◆ Records from a data source
========================

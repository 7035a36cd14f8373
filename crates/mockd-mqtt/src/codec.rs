//! MQTT 3.1.1 packet parsing and serialization
//!
//! Implements the control packets the broker speaks: CONNECT/CONNACK,
//! PUBLISH and its QoS acknowledgments, SUBSCRIBE/SUBACK,
//! UNSUBSCRIBE/UNSUBACK, PINGREQ/PINGRESP and DISCONNECT.

use std::io;
use thiserror::Error;
use tokio::io::{AsyncRead, AsyncReadExt};

/// Protocol-level errors
#[derive(Debug, Error)]
pub enum ProtocolError {
    #[error("invalid packet type: {0}")]
    InvalidPacketType(u8),

    #[error("invalid remaining length encoding")]
    InvalidRemainingLength,

    #[error("invalid protocol name: {0}")]
    InvalidProtocolName(String),

    #[error("invalid protocol level: {0}")]
    InvalidProtocolLevel(u8),

    #[error("invalid QoS level: {0}")]
    InvalidQoS(u8),

    #[error("invalid UTF-8 string")]
    InvalidUtf8,

    #[error("packet too large: {0} bytes")]
    PacketTooLarge(usize),

    #[error("malformed packet")]
    MalformedPacket,

    #[error("connection closed")]
    ConnectionClosed,

    #[error("IO error: {0}")]
    Io(#[from] io::Error),
}

pub type ProtocolResult<T> = Result<T, ProtocolError>;

const MAX_PACKET_SIZE: usize = 1024 * 1024;

/// Last-will declaration carried by CONNECT
#[derive(Debug, Clone, PartialEq, Eq)]
pub struct LastWill {
    pub topic: String,
    pub payload: Vec<u8>,
    pub qos: u8,
    pub retain: bool,
}

/// A decoded control packet
#[derive(Debug, Clone, PartialEq, Eq)]
pub enum Packet {
    Connect {
        client_id: String,
        clean_session: bool,
        keep_alive: u16,
        will: Option<LastWill>,
        username: Option<String>,
        password: Option<Vec<u8>>,
    },
    ConnAck {
        session_present: bool,
        code: u8,
    },
    Publish {
        dup: bool,
        qos: u8,
        retain: bool,
        topic: String,
        packet_id: Option<u16>,
        payload: Vec<u8>,
    },
    PubAck(u16),
    PubRec(u16),
    PubRel(u16),
    PubComp(u16),
    Subscribe {
        packet_id: u16,
        filters: Vec<(String, u8)>,
    },
    SubAck {
        packet_id: u16,
        /// Granted QoS per filter; 0x80 marks a rejected subscription
        codes: Vec<u8>,
    },
    Unsubscribe {
        packet_id: u16,
        filters: Vec<String>,
    },
    UnsubAck(u16),
    PingReq,
    PingResp,
    Disconnect,
}

/// Read one packet from the stream
pub async fn read_packet<R: AsyncRead + Unpin>(reader: &mut R) -> ProtocolResult<Packet> {
    let mut first = [0u8; 1];
    if reader.read(&mut first).await? == 0 {
        return Err(ProtocolError::ConnectionClosed);
    }
    let remaining = read_remaining_length(reader).await?;
    if remaining > MAX_PACKET_SIZE {
        return Err(ProtocolError::PacketTooLarge(remaining));
    }
    let mut body = vec![0u8; remaining];
    reader.read_exact(&mut body).await?;
    Packet::parse(first[0], &body)
}

async fn read_remaining_length<R: AsyncRead + Unpin>(reader: &mut R) -> ProtocolResult<usize> {
    let mut multiplier: usize = 1;
    let mut value: usize = 0;
    for _ in 0..4 {
        let mut byte = [0u8; 1];
        reader.read_exact(&mut byte).await?;
        value += (byte[0] & 0x7F) as usize * multiplier;
        if byte[0] & 0x80 == 0 {
            return Ok(value);
        }
        multiplier *= 128;
    }
    Err(ProtocolError::InvalidRemainingLength)
}

fn encode_remaining_length(mut len: usize, out: &mut Vec<u8>) {
    loop {
        let mut byte = (len % 128) as u8;
        len /= 128;
        if len > 0 {
            byte |= 0x80;
        }
        out.push(byte);
        if len == 0 {
            break;
        }
    }
}

/// Cursor over a packet body
struct Reader<'a> {
    buf: &'a [u8],
    pos: usize,
}

impl<'a> Reader<'a> {
    fn new(buf: &'a [u8]) -> Self {
        Self { buf, pos: 0 }
    }

    fn remaining(&self) -> usize {
        self.buf.len() - self.pos
    }

    fn u8(&mut self) -> ProtocolResult<u8> {
        let byte = *self.buf.get(self.pos).ok_or(ProtocolError::MalformedPacket)?;
        self.pos += 1;
        Ok(byte)
    }

    fn u16(&mut self) -> ProtocolResult<u16> {
        Ok(((self.u8()? as u16) << 8) | self.u8()? as u16)
    }

    fn bytes(&mut self, len: usize) -> ProtocolResult<&'a [u8]> {
        if self.remaining() < len {
            return Err(ProtocolError::MalformedPacket);
        }
        let slice = &self.buf[self.pos..self.pos + len];
        self.pos += len;
        Ok(slice)
    }

    fn length_prefixed(&mut self) -> ProtocolResult<&'a [u8]> {
        let len = self.u16()? as usize;
        self.bytes(len)
    }

    fn string(&mut self) -> ProtocolResult<String> {
        let bytes = self.length_prefixed()?;
        String::from_utf8(bytes.to_vec()).map_err(|_| ProtocolError::InvalidUtf8)
    }

    fn rest(&mut self) -> &'a [u8] {
        let slice = &self.buf[self.pos..];
        self.pos = self.buf.len();
        slice
    }
}

fn push_string(out: &mut Vec<u8>, s: &str) {
    out.extend_from_slice(&(s.len() as u16).to_be_bytes());
    out.extend_from_slice(s.as_bytes());
}

impl Packet {
    /// Parse a packet body given its fixed-header first byte
    pub fn parse(first: u8, body: &[u8]) -> ProtocolResult<Self> {
        let packet_type = first >> 4;
        let flags = first & 0x0F;
        let mut reader = Reader::new(body);
        match packet_type {
            1 => Self::parse_connect(&mut reader),
            2 => {
                let ack_flags = reader.u8()?;
                let code = reader.u8()?;
                Ok(Self::ConnAck {
                    session_present: ack_flags & 0x01 != 0,
                    code,
                })
            }
            3 => Self::parse_publish(flags, &mut reader),
            4 => Ok(Self::PubAck(reader.u16()?)),
            5 => Ok(Self::PubRec(reader.u16()?)),
            6 => Ok(Self::PubRel(reader.u16()?)),
            7 => Ok(Self::PubComp(reader.u16()?)),
            8 => {
                let packet_id = reader.u16()?;
                let mut filters = Vec::new();
                while reader.remaining() > 0 {
                    let filter = reader.string()?;
                    let qos = reader.u8()?;
                    if qos > 2 {
                        return Err(ProtocolError::InvalidQoS(qos));
                    }
                    filters.push((filter, qos));
                }
                if filters.is_empty() {
                    return Err(ProtocolError::MalformedPacket);
                }
                Ok(Self::Subscribe { packet_id, filters })
            }
            9 => {
                let packet_id = reader.u16()?;
                let codes = reader.rest().to_vec();
                Ok(Self::SubAck { packet_id, codes })
            }
            10 => {
                let packet_id = reader.u16()?;
                let mut filters = Vec::new();
                while reader.remaining() > 0 {
                    filters.push(reader.string()?);
                }
                Ok(Self::Unsubscribe { packet_id, filters })
            }
            11 => Ok(Self::UnsubAck(reader.u16()?)),
            12 => Ok(Self::PingReq),
            13 => Ok(Self::PingResp),
            14 => Ok(Self::Disconnect),
            other => Err(ProtocolError::InvalidPacketType(other)),
        }
    }

    fn parse_connect(reader: &mut Reader<'_>) -> ProtocolResult<Self> {
        let protocol = reader.string()?;
        if protocol != "MQTT" {
            return Err(ProtocolError::InvalidProtocolName(protocol));
        }
        let level = reader.u8()?;
        if level != 4 {
            return Err(ProtocolError::InvalidProtocolLevel(level));
        }
        let flags = reader.u8()?;
        let keep_alive = reader.u16()?;
        let client_id = reader.string()?;

        let will = if flags & 0x04 != 0 {
            let topic = reader.string()?;
            let payload = reader.length_prefixed()?.to_vec();
            Some(LastWill {
                topic,
                payload,
                qos: (flags >> 3) & 0x03,
                retain: flags & 0x20 != 0,
            })
        } else {
            None
        };
        let username = if flags & 0x80 != 0 {
            Some(reader.string()?)
        } else {
            None
        };
        let password = if flags & 0x40 != 0 {
            Some(reader.length_prefixed()?.to_vec())
        } else {
            None
        };

        Ok(Self::Connect {
            client_id,
            clean_session: flags & 0x02 != 0,
            keep_alive,
            will,
            username,
            password,
        })
    }

    fn parse_publish(flags: u8, reader: &mut Reader<'_>) -> ProtocolResult<Self> {
        let qos = (flags >> 1) & 0x03;
        if qos > 2 {
            return Err(ProtocolError::InvalidQoS(qos));
        }
        let topic = reader.string()?;
        let packet_id = if qos > 0 { Some(reader.u16()?) } else { None };
        Ok(Self::Publish {
            dup: flags & 0x08 != 0,
            qos,
            retain: flags & 0x01 != 0,
            topic,
            packet_id,
            payload: reader.rest().to_vec(),
        })
    }

    /// Serialize to wire bytes
    pub fn encode(&self) -> Vec<u8> {
        let (first, body) = match self {
            Self::Connect {
                client_id,
                clean_session,
                keep_alive,
                will,
                username,
                password,
            } => {
                let mut body = Vec::new();
                push_string(&mut body, "MQTT");
                body.push(4);
                let mut flags = 0u8;
                if *clean_session {
                    flags |= 0x02;
                }
                if let Some(will) = will {
                    flags |= 0x04 | (will.qos << 3);
                    if will.retain {
                        flags |= 0x20;
                    }
                }
                if username.is_some() {
                    flags |= 0x80;
                }
                if password.is_some() {
                    flags |= 0x40;
                }
                body.push(flags);
                body.extend_from_slice(&keep_alive.to_be_bytes());
                push_string(&mut body, client_id);
                if let Some(will) = will {
                    push_string(&mut body, &will.topic);
                    body.extend_from_slice(&(will.payload.len() as u16).to_be_bytes());
                    body.extend_from_slice(&will.payload);
                }
                if let Some(username) = username {
                    push_string(&mut body, username);
                }
                if let Some(password) = password {
                    body.extend_from_slice(&(password.len() as u16).to_be_bytes());
                    body.extend_from_slice(password);
                }
                (0x10, body)
            }
            Self::ConnAck {
                session_present,
                code,
            } => (0x20, vec![u8::from(*session_present), *code]),
            Self::Publish {
                dup,
                qos,
                retain,
                topic,
                packet_id,
                payload,
            } => {
                let mut first = 0x30 | (qos << 1);
                if *dup {
                    first |= 0x08;
                }
                if *retain {
                    first |= 0x01;
                }
                let mut body = Vec::new();
                push_string(&mut body, topic);
                if *qos > 0 {
                    body.extend_from_slice(&packet_id.unwrap_or(1).to_be_bytes());
                }
                body.extend_from_slice(payload);
                (first, body)
            }
            Self::PubAck(id) => (0x40, id.to_be_bytes().to_vec()),
            Self::PubRec(id) => (0x50, id.to_be_bytes().to_vec()),
            Self::PubRel(id) => (0x62, id.to_be_bytes().to_vec()),
            Self::PubComp(id) => (0x70, id.to_be_bytes().to_vec()),
            Self::Subscribe { packet_id, filters } => {
                let mut body = packet_id.to_be_bytes().to_vec();
                for (filter, qos) in filters {
                    push_string(&mut body, filter);
                    body.push(*qos);
                }
                (0x82, body)
            }
            Self::SubAck { packet_id, codes } => {
                let mut body = packet_id.to_be_bytes().to_vec();
                body.extend_from_slice(codes);
                (0x90, body)
            }
            Self::Unsubscribe { packet_id, filters } => {
                let mut body = packet_id.to_be_bytes().to_vec();
                for filter in filters {
                    push_string(&mut body, filter);
                }
                (0xA2, body)
            }
            Self::UnsubAck(id) => (0xB0, id.to_be_bytes().to_vec()),
            Self::PingReq => (0xC0, Vec::new()),
            Self::PingResp => (0xD0, Vec::new()),
            Self::Disconnect => (0xE0, Vec::new()),
        };
        let mut out = vec![first];
        encode_remaining_length(body.len(), &mut out);
        out.extend_from_slice(&body);
        out
    }
}

#[cfg(test)]
mod tests {
    use super::*;

    async fn roundtrip(packet: Packet) -> Packet {
        let bytes = packet.encode();
        let mut cursor = std::io::Cursor::new(bytes);
        read_packet(&mut cursor).await.expect("decode")
    }

    #[tokio::test]
    async fn connect_roundtrip() {
        let packet = Packet::Connect {
            client_id: "sensor-1".to_string(),
            clean_session: true,
            keep_alive: 60,
            will: Some(LastWill {
                topic: "devices/sensor-1/status".to_string(),
                payload: b"offline".to_vec(),
                qos: 1,
                retain: true,
            }),
            username: Some("user".to_string()),
            password: Some(b"secret".to_vec()),
        };
        assert_eq!(roundtrip(packet.clone()).await, packet);
    }

    #[tokio::test]
    async fn publish_roundtrip_all_qos() {
        for qos in 0..=2u8 {
            let packet = Packet::Publish {
                dup: false,
                qos,
                retain: qos == 1,
                topic: "devices/status".to_string(),
                packet_id: (qos > 0).then_some(7),
                payload: b"online".to_vec(),
            };
            assert_eq!(roundtrip(packet.clone()).await, packet);
        }
    }

    #[tokio::test]
    async fn subscribe_suback_roundtrip() {
        let subscribe = Packet::Subscribe {
            packet_id: 3,
            filters: vec![("devices/#".to_string(), 1), ("alerts/+".to_string(), 0)],
        };
        assert_eq!(roundtrip(subscribe.clone()).await, subscribe);

        let suback = Packet::SubAck {
            packet_id: 3,
            codes: vec![1, 0x80],
        };
        assert_eq!(roundtrip(suback.clone()).await, suback);
    }

    #[tokio::test]
    async fn large_remaining_length() {
        let packet = Packet::Publish {
            dup: false,
            qos: 0,
            retain: false,
            topic: "big".to_string(),
            packet_id: None,
            payload: vec![0xAB; 100_000],
        };
        let decoded = roundtrip(packet.clone()).await;
        assert_eq!(decoded, packet);
    }

    #[tokio::test]
    async fn rejects_wrong_protocol_name() {
        let mut body = Vec::new();
        push_string(&mut body, "MQIsdp");
        body.push(3);
        let err = Packet::parse(0x10, &body).expect_err("bad name");
        assert!(matches!(err, ProtocolError::InvalidProtocolName(_)));
    }

    #[tokio::test]
    async fn empty_subscribe_is_malformed() {
        let body = 5u16.to_be_bytes().to_vec();
        let err = Packet::parse(0x82, &body).expect_err("no filters");
        assert!(matches!(err, ProtocolError::MalformedPacket));
    }
}
#[cfg(test)]
mod tests {
    use super::*;
    use mockd_core::model::MqttMockSpec;
    use mockd_core::MockdConfig;
    use tokio::io::AsyncReadExt;

    async fn test_broker() -> Arc<MqttBroker> {
        let stores = Stores::from_config(&MockdConfig::default())
            .await
            .expect("stores");
        MqttBroker::new(BrokerConfig::new(1883), stores)
    }

    fn mqtt_mock(topic: &str, response: Option<MqttPublishSpec>) -> Arc<Mock> {
        let mut mock = Mock {
            id: String::new(),
            name: String::new(),
            enabled: true,
            priority: 0,
            workspace: None,
            spec: MockSpec::Mqtt(MqttMockSpec {
                port: None,
                topic: topic.to_string(),
                response,
                retained: Vec::new(),
                simulator: None,
                acl: Vec::new(),
            }),
            insertion_index: 0,
        };
        mock.fill_defaults();
        Arc::new(mock)
    }

    /// Drive the broker through an in-memory stream: returns the client
    /// half for writing packets and reading broker output.
    async fn connect(broker: &Arc<MqttBroker>, client_id: &str) -> tokio::io::DuplexStream {
        let (client, server) = tokio::io::duplex(64 * 1024);
        let broker = Arc::clone(broker);
        tokio::spawn(async move {
            broker.handle_connection(server).await;
        });
        let mut client = client;
        let connect = Packet::Connect {
            client_id: client_id.to_string(),
            clean_session: true,
            keep_alive: 30,
            will: None,
            username: None,
            password: None,
        };
        client.write_all(&connect.encode()).await.expect("connect");
        let connack = read_packet(&mut client).await.expect("connack");
        assert!(matches!(connack, Packet::ConnAck { code: 0, .. }));
        client
    }

    #[tokio::test]
    async fn retained_message_arrives_before_live_traffic() {
        let broker = test_broker().await;

        // Publisher stores a retained message
        let mut publisher = connect(&broker, "pub").await;
        let publish = Packet::Publish {
            dup: false,
            qos: 0,
            retain: true,
            topic: "devices/status".to_string(),
            packet_id: None,
            payload: b"online".to_vec(),
        };
        publisher.write_all(&publish.encode()).await.expect("publish");
        // Allow the broker task to process
        tokio::time::sleep(std::time::Duration::from_millis(50)).await;

        // Subscriber joins later and must see the retained message first
        let mut subscriber = connect(&broker, "sub").await;
        let subscribe = Packet::Subscribe {
            packet_id: 1,
            filters: vec![("devices/#".to_string(), 0)],
        };
        subscriber.write_all(&subscribe.encode()).await.expect("subscribe");

        let suback = read_packet(&mut subscriber).await.expect("suback");
        assert!(matches!(suback, Packet::SubAck { .. }));
        let first = read_packet(&mut subscriber).await.expect("retained");
        match first {
            Packet::Publish { topic, payload, retain, .. } => {
                assert_eq!(topic, "devices/status");
                assert_eq!(payload, b"online");
                assert!(retain);
            }
            other => panic!("expected retained publish, got {other:?}"),
        }
    }

    #[tokio::test]
    async fn qos_downgrades_to_min_of_pub_and_sub() {
        let broker = test_broker().await;
        let mut subscriber = connect(&broker, "sub").await;
        subscriber
            .write_all(
                &Packet::Subscribe {
                    packet_id: 1,
                    filters: vec![("metrics/#".to_string(), 1)],
                }
                .encode(),
            )
            .await
            .expect("subscribe");
        let _ = read_packet(&mut subscriber).await.expect("suback");

        let mut publisher = connect(&broker, "pub").await;
        publisher
            .write_all(
                &Packet::Publish {
                    dup: false,
                    qos: 2,
                    retain: false,
                    topic: "metrics/cpu".to_string(),
                    packet_id: Some(9),
                    payload: b"42".to_vec(),
                }
                .encode(),
            )
            .await
            .expect("publish");
        let _pubrec = read_packet(&mut publisher).await.expect("pubrec");

        let delivered = read_packet(&mut subscriber).await.expect("delivery");
        match delivered {
            Packet::Publish { qos, .. } => assert_eq!(qos, 1),
            other => panic!("expected publish, got {other:?}"),
        }
    }

    #[tokio::test]
    async fn mock_response_publish() {
        let broker = test_broker().await;
        broker
            .add_mock(mqtt_mock(
                "devices/+/ping",
                Some(MqttPublishSpec {
                    topic: "devices/pong".to_string(),
                    payload: serde_json::json!("pong from {{request.path}}"),
                    qos: 0,
                    retain: false,
                }),
            ))
            .await;

        let mut subscriber = connect(&broker, "sub").await;
        subscriber
            .write_all(
                &Packet::Subscribe {
                    packet_id: 1,
                    filters: vec![("devices/pong".to_string(), 0)],
                }
                .encode(),
            )
            .await
            .expect("subscribe");
        let _ = read_packet(&mut subscriber).await.expect("suback");

        let mut publisher = connect(&broker, "dev").await;
        publisher
            .write_all(
                &Packet::Publish {
                    dup: false,
                    qos: 0,
                    retain: false,
                    topic: "devices/thermostat/ping".to_string(),
                    packet_id: None,
                    payload: b"hi".to_vec(),
                }
                .encode(),
            )
            .await
            .expect("publish");

        let delivered = read_packet(&mut subscriber).await.expect("mock response");
        match delivered {
            Packet::Publish { topic, payload, .. } => {
                assert_eq!(topic, "devices/pong");
                assert_eq!(payload, b"pong from devices/thermostat/ping");
            }
            other => panic!("expected publish, got {other:?}"),
        }
    }

    #[tokio::test]
    async fn acl_denies_subscription_with_0x80() {
        let broker = test_broker().await;
        let mut denied = mqtt_mock("any", None);
        {
            let mock = Arc::get_mut(&mut denied).expect("unshared");
            if let MockSpec::Mqtt(spec) = &mut mock.spec {
                spec.acl.push(MqttAclRule {
                    client_id: Some("intruder".to_string()),
                    topic: "secret/#".to_string(),
                    allow_publish: true,
                    allow_subscribe: false,
                });
            }
        }
        broker.add_mock(denied).await;

        let mut client = connect(&broker, "intruder").await;
        client
            .write_all(
                &Packet::Subscribe {
                    packet_id: 4,
                    filters: vec![("secret/keys".to_string(), 0)],
                }
                .encode(),
            )
            .await
            .expect("subscribe");
        let suback = read_packet(&mut client).await.expect("suback");
        match suback {
            Packet::SubAck { codes, .. } => assert_eq!(codes, vec![0x80]),
            other => panic!("expected suback, got {other:?}"),
        }
    }

    #[tokio::test]
    async fn ping_and_clean_disconnect() {
        let broker = test_broker().await;
        let mut client = connect(&broker, "c").await;
        client
            .write_all(&Packet::PingReq.encode())
            .await
            .expect("ping");
        let pong = read_packet(&mut client).await.expect("pingresp");
        assert_eq!(pong, Packet::PingResp);
        client
            .write_all(&Packet::Disconnect.encode())
            .await
            .expect("disconnect");
        // Read returns closed once the broker tears the session down
        let mut buf = [0u8; 1];
        tokio::time::sleep(std::time::Duration::from_millis(50)).await;
        let n = client.read(&mut buf).await.unwrap_or(0);
        assert_eq!(n, 0);
    }
}
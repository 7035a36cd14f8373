//! The mockd server binary
//!
//! Command-line parsing lives in the external CLI; this binary only reads
//! the `MOCKD_*` environment (notably `MOCKD_CONFIG`) and runs the engine
//! until SIGINT/SIGTERM.

use mockd_core::MockdConfig;
use mockd_server::Engine;
use tracing::info;
use tracing_subscriber::EnvFilter;

#[tokio::main]
async fn main() -> anyhow::Result<()> {
    tracing_subscriber::fmt()
        .with_env_filter(
            EnvFilter::try_from_default_env().unwrap_or_else(|_| EnvFilter::new("info")),
        )
        .init();

    let config = match std::env::var("MOCKD_CONFIG") {
        Ok(path) => MockdConfig::from_file(&path).await?,
        Err(_) => MockdConfig::default(),
    };

    let mut engine = Engine::start(config).await?;
    info!("mockd running; press ctrl-c to stop");

    shutdown_signal().await;
    engine.stop().await;
    Ok(())
}

async fn shutdown_signal() {
    let ctrl_c = tokio::signal::ctrl_c();
    #[cfg(unix)]
    {
        let mut term = tokio::signal::unix::signal(tokio::signal::unix::SignalKind::terminate())
            .expect("install SIGTERM handler");
        tokio::select! {
            _ = ctrl_c => {}
            _ = term.recv() => {}
        }
    }
    #[cfg(not(unix))]
    {
        let _ = ctrl_c.await;
    }
}
//! Issued-token store backing the OAuth mock type and RFC 7662
//! introspection

use chrono::{DateTime, Duration, Utc};
use serde::{Deserialize, Serialize};
use std::collections::HashMap;
use tokio::sync::RwLock;

/// One issued bearer token
#[derive(Debug, Clone, Serialize, Deserialize)]
#[serde(rename_all = "camelCase")]
pub struct IssuedToken {
    pub token: String,
    pub client_id: String,
    #[serde(skip_serializing_if = "Option::is_none")]
    pub scope: Option<String>,
    pub issued_at: DateTime<Utc>,
    pub expires_at: DateTime<Utc>,
    pub revoked: bool,
}

impl IssuedToken {
    pub fn active(&self) -> bool {
        !self.revoked && Utc::now() < self.expires_at
    }
}

/// Tokens issued by OAuth mocks, keyed by token value
#[derive(Debug, Default)]
pub struct TokenStore {
    tokens: RwLock<HashMap<String, IssuedToken>>,
}

impl TokenStore {
    pub fn new() -> Self {
        Self::default()
    }

    /// Issue a fresh token for a client
    pub async fn issue(
        &self,
        client_id: &str,
        scope: Option<String>,
        expires_in_secs: u64,
    ) -> IssuedToken {
        let now = Utc::now();
        let token = IssuedToken {
            token: uuid::Uuid::new_v4().simple().to_string(),
            client_id: client_id.to_string(),
            scope,
            issued_at: now,
            expires_at: now + Duration::seconds(expires_in_secs as i64),
            revoked: false,
        };
        self.tokens
            .write()
            .await
            .insert(token.token.clone(), token.clone());
        token
    }

    /// RFC 7662 lookup: `None` for unknown tokens
    pub async fn introspect(&self, token: &str) -> Option<IssuedToken> {
        self.tokens.read().await.get(token).cloned()
    }

    pub async fn revoke(&self, token: &str) -> bool {
        match self.tokens.write().await.get_mut(token) {
            Some(issued) => {
                issued.revoked = true;
                true
            }
            None => false,
        }
    }

    pub async fn len(&self) -> usize {
        self.tokens.read().await.len()
    }

    pub async fn is_empty(&self) -> bool {
        self.len().await == 0
    }
}

#[cfg(test)]
mod tests {
    use super::*;

    #[tokio::test]
    async fn issue_and_introspect() {
        let store = TokenStore::new();
        let issued = store.issue("client-1", Some("read".to_string()), 60).await;
        let found = store.introspect(&issued.token).await.expect("known");
        assert!(found.active());
        assert_eq!(found.client_id, "client-1");
        assert!(store.introspect("unknown").await.is_none());
    }

    #[tokio::test]
    async fn revoked_tokens_go_inactive() {
        let store = TokenStore::new();
        let issued = store.issue("client-1", None, 60).await;
        assert!(store.revoke(&issued.token).await);
        let found = store.introspect(&issued.token).await.expect("known");
        assert!(!found.active());
    }

    #[tokio::test]
    async fn expired_tokens_go_inactive() {
        let store = TokenStore::new();
        let issued = store.issue("client-1", None, 0).await;
        let found = store.introspect(&issued.token).await.expect("known");
        assert!(!found.active());
    }
}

========================

Spot the lines above that mention "expected" and copy them.

◆ Solution for this problem
            other => panic!("expected retained publish, got {other:?}"),
            other => panic!("expected publish, got {other:?}"),
            other => panic!("expected publish, got {other:?}"),
            other => panic!("expected suback, got {other:?}"),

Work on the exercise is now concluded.